My program (in Ada for readability, it should easily translate to
C or Pascal) is append below, together with output. Some explanations
are in order. The 68020 is (relatively) slow on floating point
operations compared to chips which have floating point on chip (I say
the 68020, not the 68881, since most of the overhead is moving stuff
on and off chip). Also the math package I used calls the Unix exp
function, which is fairly slow. Doing the exp by calling the 68881
directly would probably speed up the result using Fib4 below
immensely.
If you are wondering about the complexity of the code for the
"simple" solution, I had to make sure that it would not overflow for
N=46... Solutions which happily return junk are not acceptable! These
function all raise CONSTRAINT_ERROR for values out of range, and only
for values out of range. (If you run the Ada on your machine, check
that the accuracy of float is acceptable. I only used FLOAT here to
allow me to use the Verdix Math package.) I also have another math
package to try out. If you are wondering about the comparison to 42,
that was just to make sure that the compiler didn't optimize stuff
away...
Robert I. Eachus
package Fibonacci is
function Fib1(N: in Natural) return Natural;
function Fib2(N: in Natural) return Natural;
function Fib3(N: in Natural) return Natural;
function Fib4(N: in Natural) return Natural;
function Fib5(N: in Natural) return Natural;
function Fib6(N: in Natural) return Natural;
pragma INLINE(Fib1,Fib2,Fib3,Fib4,Fib5,Fib6);
-- Procedure call overhead will be larger than most of these
-- functions.
end Fibonacci;
with Math;
package body Fibonacci is
SQRT5 : constant := 2.23606_79774_99789_69640_91736_68731_27624;
GOLDEN_RATIO : constant := 1.61803_39887_49894_84820_45868_34365_63812;
NAT_LOG_PHI : constant := 0.48121_18250_59603_44749_77589_13424_36842;
-- borrowed from the Verdix supplied Math package, copied to make the
-- code more portable.
InvSqrt5: constant := 1.0/Sqrt5;
Phi: constant Float := Golden_Ratio;
Rho: constant Float := Sqrt5/2.0 - 0.5; -- also = 1.0/Phi.
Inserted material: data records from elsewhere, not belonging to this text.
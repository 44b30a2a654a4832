//! File system errors

use std::path::Path;

use super::GraphpackError;

/// Creates a file not found error
pub fn not_found(path: impl AsRef<Path>) -> GraphpackError {
    GraphpackError::FileNotFound {
        path: path.as_ref().display().to_string(),
    }
}

/// Creates a file read failed error
pub fn read_failed(path: impl AsRef<Path>, reason: impl ToString) -> GraphpackError {
    GraphpackError::FileReadFailed {
        path: path.as_ref().display().to_string(),
        reason: reason.to_string(),
    }
}

/// Creates a file write failed error
pub fn write_failed(path: impl AsRef<Path>, reason: impl ToString) -> GraphpackError {
    GraphpackError::FileWriteFailed {
        path: path.as_ref().display().to_string(),
        reason: reason.to_string(),
    }
}

/// Creates a cache operation failed error
pub fn cache_failed(message: impl Into<String>) -> GraphpackError {
    GraphpackError::CacheOperationFailed {
        message: message.into(),
    }
}
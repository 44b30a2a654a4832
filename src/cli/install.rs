use clap::Parser;
use std::path::PathBuf;

/// Arguments for the install command
#[derive(Parser, Debug)]
#[command(after_help = "EXAMPLES:\n  \
                  Capture a bundle:\n    graphpack install bundle.yaml --store data.nq\n\n\
                  Copy files from another project root:\n    graphpack install bundle.yaml --store data.nq --project ./site")]
pub struct InstallArgs {
    /// Bundle descriptor (YAML)
    pub descriptor: PathBuf,

    /// Statement store to capture contexts from (N-Quads)
    #[arg(long, short = 's')]
    pub store: PathBuf,

    /// Root for the descriptor's file includes (defaults to the descriptor's directory)
    #[arg(long, short = 'p')]
    pub project: Option<PathBuf>,

    /// Remote to fetch missing dependencies from, in order (defaults to all remotes)
    #[arg(long = "remote", short = 'r', value_name = "NAME")]
    pub remotes: Vec<String>,
}
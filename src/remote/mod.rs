//! Remote transport layer
//!
//! A [`Remote`] has an ordered list of accessor configs. Each config is
//! turned into an [`Accessor`] that can list, fetch and (optionally) upload
//! bundle archives. [`RemoteClient`] tries accessors in declared order,
//! giving each attempt its own [`Deadline`]; the first success wins and the
//! remote only fails once every accessor has failed.

pub mod file;
pub mod http;
pub mod sftp;

use std::time::{Duration, Instant};

use tracing::{debug, warn};

use crate::cache::{Listing, ListingEntry};
use crate::config::{AccessorConfig, Remote};
use crate::domain::{BundleKey, Version};
use crate::error::{GraphpackError, Result, remote};

/// Point in time after which an accessor attempt is abandoned
#[derive(Debug, Clone, Copy)]
pub struct Deadline {
    at: Instant,
}

impl Deadline {
    pub fn after(timeout: Duration) -> Self {
        Self {
            at: Instant::now() + timeout,
        }
    }

    /// Time left, zero once expired
    pub fn remaining(&self) -> Duration {
        self.at.saturating_duration_since(Instant::now())
    }

    pub fn expired(&self) -> bool {
        Instant::now() >= self.at
    }

    /// Fail with [`GraphpackError::AccessorTimeout`] if expired
    pub fn check(&self, accessor: &str) -> Result<()> {
        if self.expired() {
            return Err(GraphpackError::AccessorTimeout {
                accessor: accessor.to_string(),
            });
        }
        Ok(())
    }
}

/// One protocol-specific way to reach a remote
pub trait Accessor: Send + Sync {
    /// Location of this accessor, without credentials
    fn describe(&self) -> String;

    /// Every archive the accessor can serve
    fn list(&self, deadline: &Deadline) -> Result<Listing>;

    /// Download one archive
    fn fetch(&self, entry: &ListingEntry, deadline: &Deadline) -> Result<Vec<u8>>;

    fn can_upload(&self) -> bool {
        false
    }

    /// Store an archive. Uploading identical content again succeeds.
    fn upload(&self, _archive: &[u8], _key: &BundleKey, _deadline: &Deadline) -> Result<()> {
        Err(GraphpackError::UploadNotSupported {
            accessor: self.describe(),
        })
    }
}

/// Version of a listed archive. Non-numeric and zero versions are
/// skipped with a warning.
pub(crate) fn listed_version(accessor: &str, id: &str, raw: &str) -> Option<Version> {
    match raw.parse::<Version>() {
        Ok(0) => {
            warn!(accessor, id, "skipping version 0 in listing");
            None
        }
        Ok(version) => Some(version),
        Err(_) => {
            warn!(accessor, id, key = raw, "skipping non-numeric version in listing");
            None
        }
    }
}

/// Build the accessor for a config
pub fn accessor_for(config: &AccessorConfig) -> Result<Box<dyn Accessor>> {
    Ok(match config {
        AccessorConfig::File { path } => Box::new(file::FileAccessor::new(path.clone())),
        AccessorConfig::Http {
            index_url,
            upload_url,
        } => Box::new(http::HttpAccessor::new(index_url.clone(), upload_url.clone())?),
        AccessorConfig::Sftp {
            host,
            port,
            user,
            path,
            password,
            identity,
            host_key,
            known_hosts,
        } => Box::new(sftp::SftpAccessor {
            host: host.clone(),
            port: *port,
            user: user.clone(),
            root: path.clone(),
            password: password.clone(),
            identity: identity.clone(),
            host_key: host_key.clone(),
            known_hosts: known_hosts.clone(),
        }),
    })
}

/// A remote with its accessors ready for use
pub struct RemoteClient {
    name: String,
    accessors: Vec<Box<dyn Accessor>>,
    timeout: Duration,
}

impl RemoteClient {
    pub fn new(remote: &Remote, timeout: Duration) -> Result<Self> {
        let accessors = remote
            .accessor_configs
            .iter()
            .map(accessor_for)
            .collect::<Result<Vec<_>>>()?;
        Ok(Self::with_accessors(remote.name.clone(), accessors, timeout))
    }

    pub fn with_accessors(
        name: impl Into<String>,
        accessors: Vec<Box<dyn Accessor>>,
        timeout: Duration,
    ) -> Self {
        Self {
            name: name.into(),
            accessors,
            timeout,
        }
    }

    pub fn name(&self) -> &str {
        &self.name
    }

    /// Try `op` on each accessor in order until one succeeds
    fn first_success<T>(
        &self,
        what: &str,
        accessors: &[&dyn Accessor],
        mut op: impl FnMut(&dyn Accessor, &Deadline) -> Result<T>,
    ) -> Result<T> {
        let mut failures = Vec::new();
        for accessor in accessors {
            let deadline = Deadline::after(self.timeout);
            match op(*accessor, &deadline) {
                Ok(value) => {
                    debug!(remote = %self.name, accessor = %accessor.describe(), "{what} succeeded");
                    return Ok(value);
                }
                Err(e @ GraphpackError::VersionAlreadyPublished { .. }) => return Err(e),
                Err(e) => {
                    warn!(
                        remote = %self.name,
                        accessor = %accessor.describe(),
                        error = %e,
                        "{what} failed, trying next accessor"
                    );
                    failures.push(format!("{}: {e}", accessor.describe()));
                }
            }
        }

        let reason = if failures.is_empty() {
            "no accessors configured".to_string()
        } else {
            failures.join("; ")
        };
        Err(remote::unavailable(&self.name, reason))
    }

    fn all(&self) -> Vec<&dyn Accessor> {
        self.accessors.iter().map(|a| &**a).collect()
    }

    pub fn list(&self) -> Result<Listing> {
        self.first_success("list", &self.all(), |a, d| a.list(d))
    }

    pub fn fetch(&self, entry: &ListingEntry) -> Result<Vec<u8>> {
        self.first_success("fetch", &self.all(), |a, d| a.fetch(entry, d))
    }

    pub fn can_upload(&self) -> bool {
        self.accessors.iter().any(|a| a.can_upload())
    }

    /// Upload through the first upload-capable accessor that succeeds
    pub fn upload(&self, archive: &[u8], key: &BundleKey) -> Result<()> {
        let uploaders: Vec<&dyn Accessor> = self
            .accessors
            .iter()
            .map(|a| &**a)
            .filter(|a| a.can_upload())
            .collect();
        if uploaders.is_empty() {
            return Err(GraphpackError::NoUploaders {
                remote: self.name.clone(),
            });
        }
        self.first_success("upload", &uploaders, |a, d| a.upload(archive, key, d))
    }
}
-- Phi is a common designator for the golden ratio,
-- Rho is just my choice of name for the inverse.
-- Phi and Rho are declared Float to determine the
-- accuracy used in evaluating the expressions below.
function Fib1(N: in Natural) return Natural is
N1: Natural := 0;
N2: Natural := 1;
begin
if N in 0..1
then return N;
else
if N mod 2 = 0
then
for I in 1..N/2-1 loop
N1 := N1 + N2;
N2 := N2 + N1;
end loop;
return N1+N2;
else
for I in 1..N/2 loop
N1 := N1 + N2;
N2 := N2 + N1;
end loop;
return N2;
end if;
end if;
end Fib1;
function Fib2(N: in Natural) return Natural is
begin
return Natural((Phi**N-(-Rho)**N) / Sqrt5 );
end Fib2;
-- Now to cheat. For large N, Rho**N < 0.5, so all we have to
-- do is round..., How large must N be? Let's see, 1/Sqrt5
-- rounds ok, and so does Phi/Sqrt5, and Rho**2 < 0.5 so no
-- check need be made...
function Fib3(N: in Natural) return Natural is
begin
return Natural(Phi**N/Sqrt5);
end Fib3;
-- Now, since a float to an integer power is supposed to be
-- calculated iteratively in Ada (or iteratively followed by an
-- inverse, let's see what happens when we explicitly force the power
-- operation to be done by exponentiation.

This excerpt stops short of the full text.